I am currently investigating changes in a paediatric cohort that underwent temporal lobe epilepsy surgery, both at a global connectivity level and individual white matter pathways. In particular, I have multi-shell data (13 interspersed b=0; b=1000 / 60 directions and b=2200 / 60 directions) before and after surgery, and I would like to use Fixel Based Analysis so that I could disentangle differences in specific white matter pathways. After having done all the required preprocessing (denoising, Gibbs ringing removal, Motion and Eddy/Susceptibility distortions and bias field correction) I still have a few remaining questions before proceeding and would really welcome your comments:

• First of all, I should note, that as I expect to find different changes depending if the operation was on the left or on the right (according to previous literature) I believe performing the FBA independently for left and right sided patients is the way to go; however I believe the response function should be fairly similar before surgery, so would I was thinking of using both left and right sided patient data to create a group response function (before surgery) prior to continuing the FBA analysis individually for left and right sided patients. I have also read in another post that I could use all of the data to create an group average response, but I have some reservations because of the different changes that can occur after surgery. Any comments?

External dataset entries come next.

impl Ext4Builder {
    /// 4 KiB blocks, extents, clean state.
    #[must_use]
    pub fn new() -> Self {
        let mut nodes = BTreeMap::new();
        nodes.insert(
            ROOT_INO,
            Node {
                parent: ROOT_INO,
                content: Content::Dir,
            },
        );
        let mut paths = BTreeMap::new();
        paths.insert("/".to_owned(), ROOT_INO);
        Self {
            block_size: 4096,
            extents: true,
            metadata_csum: false,
            state: 1,
            label: String::new(),
            uuid: [0x5A; 16],
            nodes,
            children: BTreeMap::new(),
            paths,
            next_ino: FIRST_USER_INO,
        }
    }

    /// ext2-style volume: 1 KiB blocks and indirect block maps throughout.
    #[must_use]
    pub fn ext2() -> Self {
        let mut builder = Self::new();
        builder.block_size = 1024;
        builder.extents = false;
        builder
    }

    #[must_use]
    pub fn block_size(mut self, block_size: usize) -> Self {
        assert!([1024, 2048, 4096].contains(&block_size));
        self.block_size = block_size;
        self
    }

    #[must_use]
    pub fn label(mut self, label: &str) -> Self {
        self.label = label.to_owned();
        self
    }

    #[must_use]
    pub fn uuid(mut self, uuid: [u8; 16]) -> Self {
        self.uuid = uuid;
        self
    }

    /// Raw `s_state`.
    #[must_use]
    pub fn state(mut self, state: u16) -> Self {
        self.state = state;
        self
    }

    /// Enable `metadata_csum` and write superblock and inode checksums.
    #[must_use]
    pub fn metadata_csum(mut self) -> Self {
        self.metadata_csum = true;
        self
    }

    #[must_use]
    pub fn dir(mut self, path: &str) -> Self {
        self.ensure_dir(path);
        self
    }

    #[must_use]
    pub fn file(self, path: &str, data: &[u8]) -> Self {
        let layout = if self.extents {
            Layout::Extents
        } else {
            Layout::Indirect
        };
        self.add_file(path, data.len() as u64, vec![(0, data.to_vec())], Vec::new(), layout)
    }

    /// File whose extents hang off a one-level index node.
    #[must_use]
    pub fn indexed_file(self, path: &str, data: &[u8]) -> Self {
        assert!(self.extents);
        self.add_file(path, data.len() as u64, vec![(0, data.to_vec())], Vec::new(), Layout::ExtentIndex)
    }

    /// File of `size` bytes with data only at the given logical blocks and
    /// uninitialised extents at `unwritten`.
    #[must_use]
    pub fn sparse_file(
        self,
        path: &str,
        size: u64,
        chunks: &[(u32, &[u8])],
        unwritten: &[(u32, u16)],
    ) -> Self {
        assert!(self.extents);
        let chunks = chunks.iter().map(|(lb, d)| (*lb, d.to_vec())).collect();
        self.add_file(path, size, chunks, unwritten.to_vec(), Layout::Extents)
    }

    #[must_use]
    pub fn symlink(mut self, path: &str, target: &str) -> Self {
        self.insert(path, Content::Symlink(target.to_owned()));
        self
    }

    /// Inode number assigned to `path`.
    #[must_use]
    pub fn ino(&self, path: &str) -> Option<u32> {
        self.paths.get(path).copied()
    }

    fn add_file(
        mut self,
        path: &str,
        size: u64,
        chunks: Vec<(u32, Vec<u8>)>,
        unwritten: Vec<(u32, u16)>,
        layout: Layout,
    ) -> Self {
        self.insert(
            path,
            Content::File {
                size,
                chunks,
                unwritten,
                layout,
            },
        );
        self
    }

    fn split(path: &str) -> (String, String) {
        let trimmed = path.trim_end_matches('/');
        match trimmed.rfind('/') {
            Some(0) => ("/".to_owned(), trimmed[1..].to_owned()),
            Some(i) => (trimmed[..i].to_owned(), trimmed[i + 1..].to_owned()),
            None => ("/".to_owned(), trimmed.to_owned()),
        }
    }

    fn ensure_dir(&mut self, path: &str) -> u32 {
        if let Some(ino) = self.paths.get(path.trim_end_matches('/')).copied() {
            return ino;
        }
        if path.trim_end_matches('/').is_empty() {
            return ROOT_INO;
        }
        self.insert(path, Content::Dir)
    }

    fn insert(&mut self, path: &str, content: Content) -> u32 {
        let (parent_path, name) = Self::split(path);
        let parent = self.ensure_dir(&parent_path);
        let ino = self.next_ino;
        assert!(ino <= INODES, "inode table full");
        self.next_ino += 1;
        self.nodes.insert(ino, Node { parent, content });
        self.children.entry(parent).or_default().push((name, ino));
        self.paths.insert(path.trim_end_matches('/').to_owned(), ino);
        ino
    }

    fn first_data_block(&self) -> usize {
        usize::from(self.block_size == 1024)
    }

    fn inode_table_block(&self) -> usize {
        self.first_data_block() + 4
    }

    #[must_use]
    pub fn build(&self) -> Vec<u8> {
        let bs = self.block_size;
        let itable = self.inode_table_block();
        let itable_blocks = INODES as usize * INODE_SIZE / bs;
        let data_start = itable + itable_blocks;
        let mut image = vec![0_u8; data_start * bs];
        let mut alloc = Allocator {
            bs,
            next: data_start as u64,
        };

        let mut inodes = Vec::new();
        for (&ino, node) in &self.nodes {
            let mut raw = vec![0_u8; INODE_SIZE];
            let (mode, links, ft_size, flags, i_block, blocks) = match &node.content {
                Content::Dir => {
                    let data = self.dir_block_bytes(ino, node.parent);
                    let subdirs = self.children.get(&ino).map_or(0, |c| {
                        c.iter()
                            .filter(|(_, child)| matches!(self.nodes[child].content, Content::Dir))
                            .count()
                    });
                    let len = data.len() as u64;
                    let layout = if self.extents {
                        Layout::Extents
                    } else {
                        Layout::Indirect
                    };
                    let (flags, i_block, blocks) =
                        self.map_chunks(&mut image, &mut alloc, &[(0, data)], &[], layout);
                    (0o040_755_u16, 2 + subdirs as u16, len, flags, i_block, blocks)
                }
                Content::File {
                    size,
                    chunks,
                    unwritten,
                    layout,
                } => {
                    let (flags, i_block, blocks) =
                        self.map_chunks(&mut image, &mut alloc, chunks, unwritten, *layout);
                    (0o100_644, 1, *size, flags, i_block, blocks)
                }
                Content::Symlink(target) => {
                    if target.len() < 60 {
                        let mut i_block = [0_u8; 60];
                        i_block[..target.len()].copy_from_slice(target.as_bytes());
                        (0o120_777, 1, target.len() as u64, 0, i_block, 0)
                    } else {
                        let layout = if self.extents {
                            Layout::Extents
                        } else {
                            Layout::Indirect
                        };
                        let (flags, i_block, blocks) = self.map_chunks(
                            &mut image,
                            &mut alloc,
                            &[(0, target.as_bytes().to_vec())],
                            &[],
                            layout,
                        );
                        (0o120_777, 1, target.len() as u64, flags, i_block, blocks)
                    }
                }
            };
            put_le(&mut raw, 0x00, u64::from(mode), 2);
            put_le(&mut raw, 0x04, ft_size & 0xFFFF_FFFF, 4);
            put_le(&mut raw, 0x6C, ft_size >> 32, 4);
            put_le(&mut raw, 0x08, u64::from(DEFAULT_TIME), 4);
            put_le(&mut raw, 0x0C, u64::from(DEFAULT_TIME + 1), 4);
            put_le(&mut raw, 0x10, u64::from(DEFAULT_TIME + 2), 4);
            put_le(&mut raw, 0x1A, u64::from(links), 2);
            put_le(&mut raw, 0x1C, blocks * (bs as u64 / 512), 4);
            put_le(&mut raw, 0x20, flags, 4);
            raw[0x28..0x28 + 60].copy_from_slice(&i_block);
            put_le(&mut raw, 0x64, u64::from(ino), 4);
            put_le(&mut raw, 0x80, EXTRA_ISIZE, 2);
            inodes.push((ino, raw));
        }

        let blocks_count = alloc.next.max(64);
        if image.len() < blocks_count as usize * bs {
            image.resize(blocks_count as usize * bs, 0);
        }
        let used_blocks = alloc.next;

        let seed = crc32c::crc32c_append(!0, &self.uuid);
        for (ino, mut raw) in inodes {
            if self.metadata_csum {
                let csum = inode_csum(&raw, seed, ino);
                put_le(&mut raw, 0x7C, u64::from(csum & 0xFFFF), 2);
                put_le(&mut raw, 0x82, u64::from(csum >> 16), 2);
            }
            let at = itable * bs + (ino as usize - 1) * INODE_SIZE;
            image[at..at + INODE_SIZE].copy_from_slice(&raw);
        }

        // bitmaps
        let bb = (self.first_data_block() + 2) * bs;
        for block in self.first_data_block() as u64..used_blocks {
            let bit = (block - self.first_data_block() as u64) as usize;
            image[bb + bit / 8] |= 1 << (bit % 8);
        }
        let ib = (self.first_data_block() + 3) * bs;
        for ino in 1..self.next_ino {
            let bit = (ino - 1) as usize;
            image[ib + bit / 8] |= 1 << (bit % 8);
        }

        let free_blocks = blocks_count - used_blocks;
        let dirs = self
            .nodes
            .values()
            .filter(|n| matches!(n.content, Content::Dir))
            .count() as u64;
        let gd = (self.first_data_block() + 1) * bs;
        put_le(&mut image, gd, (self.first_data_block() + 2) as u64, 4);
        put_le(&mut image, gd + 0x04, (self.first_data_block() + 3) as u64, 4);
        put_le(&mut image, gd + 0x08, itable as u64, 4);
        put_le(&mut image, gd + 0x0C, free_blocks, 2);
        put_le(&mut image, gd + 0x0E, u64::from(INODES + 1 - self.next_ino), 2);
        put_le(&mut image, gd + 0x10, dirs, 2);

        let mut sb = vec![0_u8; 1024];
        put_le(&mut sb, 0x00, u64::from(INODES), 4);
        put_le(&mut sb, 0x04, blocks_count, 4);
        put_le(&mut sb, 0x0C, free_blocks, 4);
        put_le(&mut sb, 0x10, u64::from(INODES + 1 - self.next_ino), 4);
        put_le(&mut sb, 0x14, self.first_data_block() as u64, 4);
        put_le(&mut sb, 0x18, u64::from(bs.trailing_zeros() - 10), 4);
        put_le(&mut sb, 0x20, (bs * 8) as u64, 4);
        put_le(&mut sb, 0x28, u64::from(INODES), 4);
        put_le(&mut sb, 0x2C, u64::from(DEFAULT_TIME), 4);
        put_le(&mut sb, 0x30, u64::from(DEFAULT_TIME), 4);
        put_le(&mut sb, 0x38, 0xEF53, 2);
        put_le(&mut sb, 0x3A, u64::from(self.state), 2);
        put_le(&mut sb, 0x3C, 1, 2);
        put_le(&mut sb, 0x4C, 1, 4);
        put_le(&mut sb, 0x54, 11, 4);
        put_le(&mut sb, 0x58, INODE_SIZE as u64, 2);
        let incompat = if self.extents { 0x0042 } else { 0x0002 };
        put_le(&mut sb, 0x60, incompat, 4);
        if self.metadata_csum {
            put_le(&mut sb, 0x64, 0x0400, 4);
        }
        sb[0x68..0x78].copy_from_slice(&self.uuid);
        let label = self.label.as_bytes();
        sb[0x78..0x78 + label.len().min(16)].copy_from_slice(&label[..label.len().min(16)]);
        if self.metadata_csum {
            let csum = crc32c::crc32c_append(!0, &sb[..0x3FC]);
            put_le(&mut sb, 0x3FC, u64::from(csum), 4);
        }
        place(&mut image, 1024, &sb);
        image
    }

    fn dir_block_bytes(&self, ino: u32, parent: u32) -> Vec<u8> {
        let mut entries = vec![(ino, FT_DIR, b".".to_vec()), (parent, FT_DIR, b"..".to_vec())];
        for (name, child) in self.children.get(&ino).into_iter().flatten() {
            let ft = match self.nodes[child].content {
                Content::Dir => FT_DIR,
                Content::File { .. } => FT_REG,
                Content::Symlink(_) => FT_SYMLINK,
            };
            entries.push((*child, ft, name.as_bytes().to_vec()));
        }
        dir_blocks(&entries, self.block_size)
    }

    /// Allocate and map `chunks`; returns `(i_flags, i_block, data blocks)`.
    fn map_chunks(
        &self,
        image: &mut Vec<u8>,
        alloc: &mut Allocator,
        chunks: &[(u32, Vec<u8>)],
        unwritten: &[(u32, u16)],
        layout: Layout,
    ) -> (u64, [u8; 60], u64) {
        let bs = self.block_size;
        match layout {
            Layout::Indirect => {
                let data = chunks.first().map(|(_, d)| d.clone()).unwrap_or_default();
                let n = data.len().div_ceil(bs);
                let start = alloc.write(image, &data);
                let physical: Vec<u64> = (0..n as u64).map(|i| start + i).collect();
                let (ptrs, meta) = indirect_pointers(image, alloc, &physical);
                let mut i_block = [0_u8; 60];
                for (i, p) in ptrs.iter().enumerate() {
                    put_le(&mut i_block, i * 4, u64::from(*p), 4);
                }
                (0, i_block, n as u64 + meta)
            }
            Layout::Extents | Layout::ExtentIndex => {
                let mut extents = Vec::new();
                let mut total = 0_u64;
                for (lblock, data) in chunks {
                    let n = data.len().div_ceil(bs).max(1);
                    let start = alloc.write(image, data);
                    extents.push((*lblock, n as u16, start));
                    total += n as u64;
                }
                for (lblock, count) in unwritten {
                    let filler = pattern(0xEE, usize::from(*count) * bs);
                    let start = alloc.write(image, &filler);
                    extents.push((*lblock, count + UNWRITTEN_BIAS, start));
                    total += u64::from(*count);
                }
                extents.sort_by_key(|e| e.0);
                let mut i_block = [0_u8; 60];
                if layout == Layout::Extents && extents.len() <= 4 {
                    write_extent_node(&mut i_block, 4, 0, &extents);
                } else {
                    let mut leaf = vec![0_u8; bs];
                    write_extent_node(&mut leaf, ((bs - 12) / 12) as u16, 0, &extents);
                    let leaf_block = alloc.write(image, &leaf);
                    total += 1;
                    let first = extents.first().map_or(0, |e| e.0);
                    put_le(&mut i_block, 0, EXTENT_MAGIC, 2);
                    put_le(&mut i_block, 2, 1, 2);
                    put_le(&mut i_block, 4, 4, 2);
                    put_le(&mut i_block, 6, 1, 2);
                    put_le(&mut i_block, 12, u64::from(first), 4);
                    put_le(&mut i_block, 16, leaf_block & 0xFFFF_FFFF, 4);
                    put_le(&mut i_block, 20, leaf_block >> 32, 2);
                }
                (EXTENTS_FL, i_block, total)
            }
        }
    }
}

• Secondly, I understand that one of the advantages of the FBA analysis is to benefit from FOD based registration which we can also use to register other data, independently for this analysis. However, I am concerned that attempting to create a population template including pre and post-surgical data will result in poor registration – do you have any experience in that? Alternatively, I was thinking of creating a template based (with ‘’‘population_template’’’) on the “intact” pre-surgical data (no resections) and then use transformations that I have derived from ANTS registration between pre and post surgical FA (using resection segmentation as a mask) to propagate individual FODs to the “intact” template space. Does it sound like the right way to go or would you try to do the initial template generation with all of the data (pre and post surgical together)?

• Thirdly, having seen first uses of longitudinal FBA analysis which applies to my case – timepoint 1 (before surgery) and time point 2 (after surgery) - I am still undecided whereas the best approach is just to do a “standard” FBA with pre and post surgical data in one template vs creating a “midway-point” template onto which I would project the individual FODs.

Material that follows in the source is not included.